In general, if I go to anyplace that has anything to sell, that's what they'll recommend; the brands they carry. There are two problems to this, at least as I see it. One, how do I know that the guy knows what he's talking about in the first place if I know next-to-nothing myself? Two, how do I know that I've stumbled upon the right retailer of products; if they only sell Brand X, how do I find out that Brand Y might have been a better choice (but this retailer doesn't sell that Brand)?

As a comparison, what if I was looking for a new car? If I go to a GM dealership, I first have to try to determine if the salesman I "get" even knows much about cars to ask me the right questions. Even if he somehow demonstrates that he is knowledgeable, I'm almost certain that once I describe my needs and budget that he's not going to send me to a Ford dealer, even if that might have been the better answer for me. But you can find auto consultants that will advise for a fee.

Is there something like that for car stereo?

In my case, I want to keep my factory head unit, but upgrade the factory amp and speakers to a higher level. So I'm hoping to find someone who is familiar with what's already installed (a GM Bose system) and that could make some recommendations at a couple of price levels. What can I get for $100? For $1000? I can do the installs, I just don't know what specific purchases to make to end up with a properly matched system, etc.

Sorry about the wordiness, hoping someone can steer me in the right direction.

Thanks!


----------



## dbiegel (Oct 15, 2006)

I totally agree with what you're saying. I think a lot of us come to forums like this because of all the conflicts of interest in the industry.

So, in fact, the place to get what you're looking for is... right here.  There are a lot of experienced and knowledgable people on this forum. If you post some details of your car, what you're looking for, etc. I'm sure someone can help you out with some unbiased suggestions.


----------



## Iancredible (Sep 29, 2009)

dps said:


> Is there a place where I could find an adviser that hires out for impartial but expert advice?
> 
> In general, if I go to anyplace that has anything to sell, that's what they'll recommend; the brands they carry. There are two problems to this, at least as I see it. One, how do I know that the guy knows what he's talking about in the first place if I know next-to-nothing myself? Two, how do I know that I've stumbled upon the right retailer of products; if they only sell Brand X, how do I find out that Brand Y might have been a better choice (but this retailer doesn't sell that Brand)?
> 
> ...



From our standpoint (at least my shop) 

We carry the brands the we have found work the best, have the best warranty/protection(internet/knockoff), availability, manufacturing and reliability. Price point : is not really such a major issue for us.
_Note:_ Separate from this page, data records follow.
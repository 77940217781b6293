//! Gesture event types
//!
//! The widget consumes a pre-recognized single-axis drag primitive. Pointer
//! recognition happens upstream; events here already carry the delta along
//! the active axis.

/// Event type identifier
pub type EventType = u32;

/// Event types understood by the slide widget
pub mod event_types {
    use super::EventType;

    /// Thumb grabbed
    pub const DRAG_START: EventType = 1;
    /// Per-frame drag movement along the active axis
    pub const DRAG: EventType = 2;
    /// Thumb released, carries the final velocity
    pub const DRAG_END: EventType = 3;
    /// Container resized
    pub const RESIZE: EventType = 10;

    // Lifecycle
    pub const MOUNT: EventType = 20;
    pub const UNMOUNT: EventType = 21;

    // Internal transitions (not delivered by platforms)
    /// Programmatic settle requested
    pub const ANIMATE: EventType = 30;
    /// Settle animation reached its target
    pub const SETTLED: EventType = 31;
}

/// An input event with associated data
#[derive(Clone, Debug, PartialEq)]
pub struct Event {
    pub event_type: EventType,
    pub data: EventData,
    /// Milliseconds, monotonic, platform-defined origin
    pub timestamp: u64,
}

/// Event-specific data
#[derive(Clone, Debug, PartialEq)]
pub enum EventData {
    Drag {
        /// Movement along the active axis since the previous frame
        delta: f32,
        /// Instantaneous velocity along the axis (logical px/s)
        velocity: f32,
    },
    Release {
        /// Final velocity along the axis (logical px/s)
        velocity: f32,
    },
    Resize {
        width: f32,
        height: f32,
    },
    None,
}

impl Event {
    pub fn drag_start(timestamp: u64) -> Self {
        Self {
            event_type: event_types::DRAG_START,
            data: EventData::None,
            timestamp,
        }
    }

    pub fn drag(delta: f32, velocity: f32, timestamp: u64) -> Self {
        Self {
            event_type: event_types::DRAG,
            data: EventData::Drag { delta, velocity },
            timestamp,
        }
    }

    pub fn drag_end(velocity: f32, timestamp: u64) -> Self {
        Self {
            event_type: event_types::DRAG_END,
            data: EventData::Release { velocity },
            timestamp,
        }
    }

    pub fn resize(width: f32, height: f32, timestamp: u64) -> Self {
        Self {
            event_type: event_types::RESIZE,
            data: EventData::Resize { width, height },
            timestamp,
        }
    }

    pub fn unmount(timestamp: u64) -> Self {
        Self {
            event_type: event_types::UNMOUNT,
            data: EventData::None,
            timestamp,
        }
    }
}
We sell what we sell for a reason, if people do not trust/believe us that is something we cannot control but can only attempt to prove incorrect. 

We have the opportunity to carry any line we want (at least at my store) and we have chosen the lines we have chosen for a reason. Now not all shops are the same and by any way equal. Just yesterday I had 3 reps stop in trying to get us to carry there respective brands. 

Almost every line that is out there has its pros and cons. I personally feel that I as a shop cannot sell you on the sound. Since what my ear enjoys is different from yours. My wallet is different that yours, etc etc

We happily install products supplied to us, our goal is to make our customers happy. Even if to achieve that is to lose a sale, we strive for honesty and integrity in everything we do.


All in all if you are going to a retailer and you do not trust them then I gotta ask

Why are you going to them?


----------



## dps (Mar 11, 2009)

"So, in fact, the place to get what you're looking for is... right here. "

Would I be best to do that in this sub-forum, the SQ forum, or another one? 

"All in all if you are going to a retailer and you do not trust them then I gotta ask Why are you going to them?" 

Well, that's the point; how can I tell which one to trust? Should it be a national place like Crutchfield's or a local Car Toys or an independent in a high-rent neighborhood, etc.? And then how do I know that the individual salesperson will happen to reasonably experienced?

I think in most purchases that you do better when you already know EITHER what you DO want (I want Brand A or Brand B) OR what you DON'T want (no thanks on Brand X or Brand Y).

"Almost every line that is out there has its pros and cons. I personally feel that I as a shop cannot sell you on the sound. Since what my ear enjoys is different from yours."

Agreed. I used to sell home audio (all too many years ago!). Same issues. You could only try to formulate your best suggestions based on what the customer told you regarding tastes and budget. But the salesperson's suggestions were still usually a little biased based upon personal tastes or which rep they liked, or especially which brand was paying SPIF's that week.

So I'm mostly hoping to find suggestions that would be pretty reasonable. It's doubtful that I would be able to A/B any of them at some particular store anyway. But I would like to avoid the expensive mistake of mis-matching if possible, and, after all this fuss, I'm only wanting to do a modest upgrade, I don't want to spend very much compared to many others, but I know the huge difference just exchanging speakers could make.

Thanks again!


----------



## Iancredible (Sep 29, 2009)

dps said:


> Well, that's the point; how can I tell which one to trust? Should it be a national place like Crutchfield's or a local Car Toys or an independent in a high-rent neighborhood, etc.? And then how do I know that the individual salesperson will happen to reasonably experienced?
> 
> I think in most purchases that you do better when you already know EITHER what you DO want (I want Brand A or Brand B) OR what you DON'T want (no thanks on Brand X or Brand Y).
> 
> ...


Honestly all you can do is "shop" the local stores, if you trust someone you can tell it within 15 minutes or not. "Shady car salesman" concept so to speak. 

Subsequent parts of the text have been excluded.